### Your task
Filter the listing and keep only the lines with the word "must".

### Extracted information
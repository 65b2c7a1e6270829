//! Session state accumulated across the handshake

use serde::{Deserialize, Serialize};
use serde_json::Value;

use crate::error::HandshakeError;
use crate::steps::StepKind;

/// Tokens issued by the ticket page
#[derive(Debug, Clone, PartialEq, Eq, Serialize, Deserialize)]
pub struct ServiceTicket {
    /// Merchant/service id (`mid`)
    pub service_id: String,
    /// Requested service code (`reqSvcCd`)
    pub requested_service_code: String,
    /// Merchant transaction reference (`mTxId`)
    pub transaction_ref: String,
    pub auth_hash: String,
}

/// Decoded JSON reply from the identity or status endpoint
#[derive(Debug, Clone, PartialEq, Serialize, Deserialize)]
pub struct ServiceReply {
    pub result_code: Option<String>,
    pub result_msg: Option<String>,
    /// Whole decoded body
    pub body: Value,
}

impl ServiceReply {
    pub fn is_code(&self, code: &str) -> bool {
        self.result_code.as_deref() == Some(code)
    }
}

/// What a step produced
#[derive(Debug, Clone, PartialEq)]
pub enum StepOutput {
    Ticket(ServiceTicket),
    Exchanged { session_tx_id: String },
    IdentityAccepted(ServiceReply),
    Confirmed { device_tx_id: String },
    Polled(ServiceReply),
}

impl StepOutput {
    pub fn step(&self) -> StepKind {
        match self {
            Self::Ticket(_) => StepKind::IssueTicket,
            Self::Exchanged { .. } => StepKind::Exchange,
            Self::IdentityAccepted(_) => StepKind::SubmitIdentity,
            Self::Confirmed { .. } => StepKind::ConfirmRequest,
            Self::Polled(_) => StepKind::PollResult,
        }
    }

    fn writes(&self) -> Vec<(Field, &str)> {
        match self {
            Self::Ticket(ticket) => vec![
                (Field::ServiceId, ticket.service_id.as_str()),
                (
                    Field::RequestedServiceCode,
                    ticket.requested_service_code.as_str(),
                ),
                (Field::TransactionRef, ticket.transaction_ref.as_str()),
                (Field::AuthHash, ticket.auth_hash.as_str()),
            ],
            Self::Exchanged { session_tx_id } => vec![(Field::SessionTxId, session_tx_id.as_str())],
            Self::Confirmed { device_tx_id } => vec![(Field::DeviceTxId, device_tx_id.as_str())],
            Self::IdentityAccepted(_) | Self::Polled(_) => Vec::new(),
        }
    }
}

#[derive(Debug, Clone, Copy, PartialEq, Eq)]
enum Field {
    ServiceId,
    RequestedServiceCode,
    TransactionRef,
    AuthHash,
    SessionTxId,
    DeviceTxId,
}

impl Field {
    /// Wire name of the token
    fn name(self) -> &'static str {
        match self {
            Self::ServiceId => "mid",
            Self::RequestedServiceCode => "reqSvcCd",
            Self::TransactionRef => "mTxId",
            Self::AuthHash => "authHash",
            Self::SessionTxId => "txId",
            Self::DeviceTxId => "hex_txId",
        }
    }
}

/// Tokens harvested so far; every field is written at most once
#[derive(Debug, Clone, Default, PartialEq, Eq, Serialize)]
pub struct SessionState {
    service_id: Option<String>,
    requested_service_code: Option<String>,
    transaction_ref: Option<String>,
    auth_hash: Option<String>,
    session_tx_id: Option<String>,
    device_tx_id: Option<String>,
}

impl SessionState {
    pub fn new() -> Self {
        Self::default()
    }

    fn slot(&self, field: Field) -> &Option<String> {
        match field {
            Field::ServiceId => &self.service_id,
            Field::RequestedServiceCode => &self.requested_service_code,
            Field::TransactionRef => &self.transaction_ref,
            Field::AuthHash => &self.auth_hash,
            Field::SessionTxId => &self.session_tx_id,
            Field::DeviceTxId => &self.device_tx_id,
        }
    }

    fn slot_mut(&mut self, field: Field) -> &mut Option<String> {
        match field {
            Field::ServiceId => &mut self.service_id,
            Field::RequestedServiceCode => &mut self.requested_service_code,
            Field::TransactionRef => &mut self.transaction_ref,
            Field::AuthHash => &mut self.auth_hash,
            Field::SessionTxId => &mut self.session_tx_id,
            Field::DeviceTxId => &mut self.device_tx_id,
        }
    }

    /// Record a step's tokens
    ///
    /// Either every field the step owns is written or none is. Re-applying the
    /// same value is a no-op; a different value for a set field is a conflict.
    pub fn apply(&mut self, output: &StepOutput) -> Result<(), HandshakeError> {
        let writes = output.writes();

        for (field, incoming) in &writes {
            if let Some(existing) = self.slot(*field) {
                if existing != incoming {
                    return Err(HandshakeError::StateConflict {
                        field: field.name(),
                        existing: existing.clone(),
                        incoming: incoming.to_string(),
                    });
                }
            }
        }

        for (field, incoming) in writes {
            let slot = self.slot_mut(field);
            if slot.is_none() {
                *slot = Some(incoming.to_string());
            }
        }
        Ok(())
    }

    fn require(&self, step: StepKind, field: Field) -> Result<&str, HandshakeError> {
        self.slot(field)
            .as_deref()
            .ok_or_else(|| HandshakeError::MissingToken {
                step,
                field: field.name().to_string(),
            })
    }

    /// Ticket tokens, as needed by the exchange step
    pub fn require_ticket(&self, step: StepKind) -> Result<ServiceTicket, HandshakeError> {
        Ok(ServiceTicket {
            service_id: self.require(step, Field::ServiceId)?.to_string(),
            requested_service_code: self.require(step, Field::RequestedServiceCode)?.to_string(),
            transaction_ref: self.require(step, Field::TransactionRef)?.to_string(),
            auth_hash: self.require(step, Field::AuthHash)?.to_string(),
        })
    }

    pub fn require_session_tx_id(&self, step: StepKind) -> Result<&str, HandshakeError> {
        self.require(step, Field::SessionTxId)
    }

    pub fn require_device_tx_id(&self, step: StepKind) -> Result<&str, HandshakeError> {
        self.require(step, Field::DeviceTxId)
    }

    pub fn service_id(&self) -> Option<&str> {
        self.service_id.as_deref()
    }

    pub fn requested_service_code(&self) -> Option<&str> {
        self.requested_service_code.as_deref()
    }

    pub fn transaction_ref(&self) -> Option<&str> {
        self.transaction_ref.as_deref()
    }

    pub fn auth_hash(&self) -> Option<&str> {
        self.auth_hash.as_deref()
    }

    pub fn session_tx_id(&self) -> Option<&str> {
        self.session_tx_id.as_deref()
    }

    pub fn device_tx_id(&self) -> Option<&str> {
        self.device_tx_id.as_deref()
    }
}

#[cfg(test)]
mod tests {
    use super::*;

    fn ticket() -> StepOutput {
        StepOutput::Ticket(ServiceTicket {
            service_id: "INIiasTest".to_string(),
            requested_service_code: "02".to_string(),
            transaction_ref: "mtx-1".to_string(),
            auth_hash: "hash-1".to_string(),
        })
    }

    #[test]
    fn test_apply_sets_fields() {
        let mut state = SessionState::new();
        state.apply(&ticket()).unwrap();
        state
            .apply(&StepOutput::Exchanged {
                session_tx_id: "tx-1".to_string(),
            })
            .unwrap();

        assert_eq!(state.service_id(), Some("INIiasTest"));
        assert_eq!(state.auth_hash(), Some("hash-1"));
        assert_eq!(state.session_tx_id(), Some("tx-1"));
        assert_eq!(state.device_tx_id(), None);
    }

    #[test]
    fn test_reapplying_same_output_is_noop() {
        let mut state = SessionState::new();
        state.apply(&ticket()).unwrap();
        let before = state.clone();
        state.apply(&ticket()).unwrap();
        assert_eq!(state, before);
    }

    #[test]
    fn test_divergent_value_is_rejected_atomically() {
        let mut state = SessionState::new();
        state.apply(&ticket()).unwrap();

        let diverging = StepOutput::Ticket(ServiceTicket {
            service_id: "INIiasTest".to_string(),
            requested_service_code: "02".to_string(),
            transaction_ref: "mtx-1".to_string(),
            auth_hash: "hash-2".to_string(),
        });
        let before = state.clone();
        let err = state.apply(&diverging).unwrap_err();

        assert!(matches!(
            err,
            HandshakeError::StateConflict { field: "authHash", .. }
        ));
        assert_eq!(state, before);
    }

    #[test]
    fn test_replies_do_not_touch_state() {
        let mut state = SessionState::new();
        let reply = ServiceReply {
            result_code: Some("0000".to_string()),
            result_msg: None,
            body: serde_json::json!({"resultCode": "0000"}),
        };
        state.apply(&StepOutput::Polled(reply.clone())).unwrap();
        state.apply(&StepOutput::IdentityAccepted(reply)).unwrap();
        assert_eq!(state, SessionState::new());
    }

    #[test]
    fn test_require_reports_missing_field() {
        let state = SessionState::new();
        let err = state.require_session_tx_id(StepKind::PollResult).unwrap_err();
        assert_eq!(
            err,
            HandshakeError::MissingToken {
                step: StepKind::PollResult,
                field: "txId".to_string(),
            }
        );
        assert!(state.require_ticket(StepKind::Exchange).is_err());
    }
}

==

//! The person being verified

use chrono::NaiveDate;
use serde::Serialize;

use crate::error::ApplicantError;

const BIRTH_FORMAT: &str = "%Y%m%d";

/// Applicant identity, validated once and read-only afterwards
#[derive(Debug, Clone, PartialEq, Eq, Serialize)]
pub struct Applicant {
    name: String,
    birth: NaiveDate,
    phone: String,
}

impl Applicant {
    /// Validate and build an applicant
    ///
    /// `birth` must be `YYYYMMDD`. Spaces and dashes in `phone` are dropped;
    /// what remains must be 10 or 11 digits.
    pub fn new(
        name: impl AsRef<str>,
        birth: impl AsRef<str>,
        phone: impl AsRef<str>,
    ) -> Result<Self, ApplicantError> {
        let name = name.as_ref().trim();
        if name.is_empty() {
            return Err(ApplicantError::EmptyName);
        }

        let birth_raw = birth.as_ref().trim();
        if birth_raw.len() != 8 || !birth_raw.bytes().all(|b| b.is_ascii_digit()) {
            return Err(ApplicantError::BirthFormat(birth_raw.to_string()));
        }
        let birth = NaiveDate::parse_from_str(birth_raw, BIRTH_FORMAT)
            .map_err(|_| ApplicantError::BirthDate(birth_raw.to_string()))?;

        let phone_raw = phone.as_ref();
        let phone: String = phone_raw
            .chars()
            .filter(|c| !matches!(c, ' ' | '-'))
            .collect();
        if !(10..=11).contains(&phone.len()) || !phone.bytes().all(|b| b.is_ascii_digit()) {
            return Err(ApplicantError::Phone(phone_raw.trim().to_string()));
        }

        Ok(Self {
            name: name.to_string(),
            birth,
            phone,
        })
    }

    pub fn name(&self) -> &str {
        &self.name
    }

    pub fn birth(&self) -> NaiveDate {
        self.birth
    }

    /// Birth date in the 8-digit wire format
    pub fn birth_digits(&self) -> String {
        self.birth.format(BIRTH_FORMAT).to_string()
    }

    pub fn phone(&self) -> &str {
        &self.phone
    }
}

### Result for this task
    /// `birth` must be `YYYYMMDD`. Spaces and dashes in `phone` are dropped;
    /// what remains must be 10 or 11 digits.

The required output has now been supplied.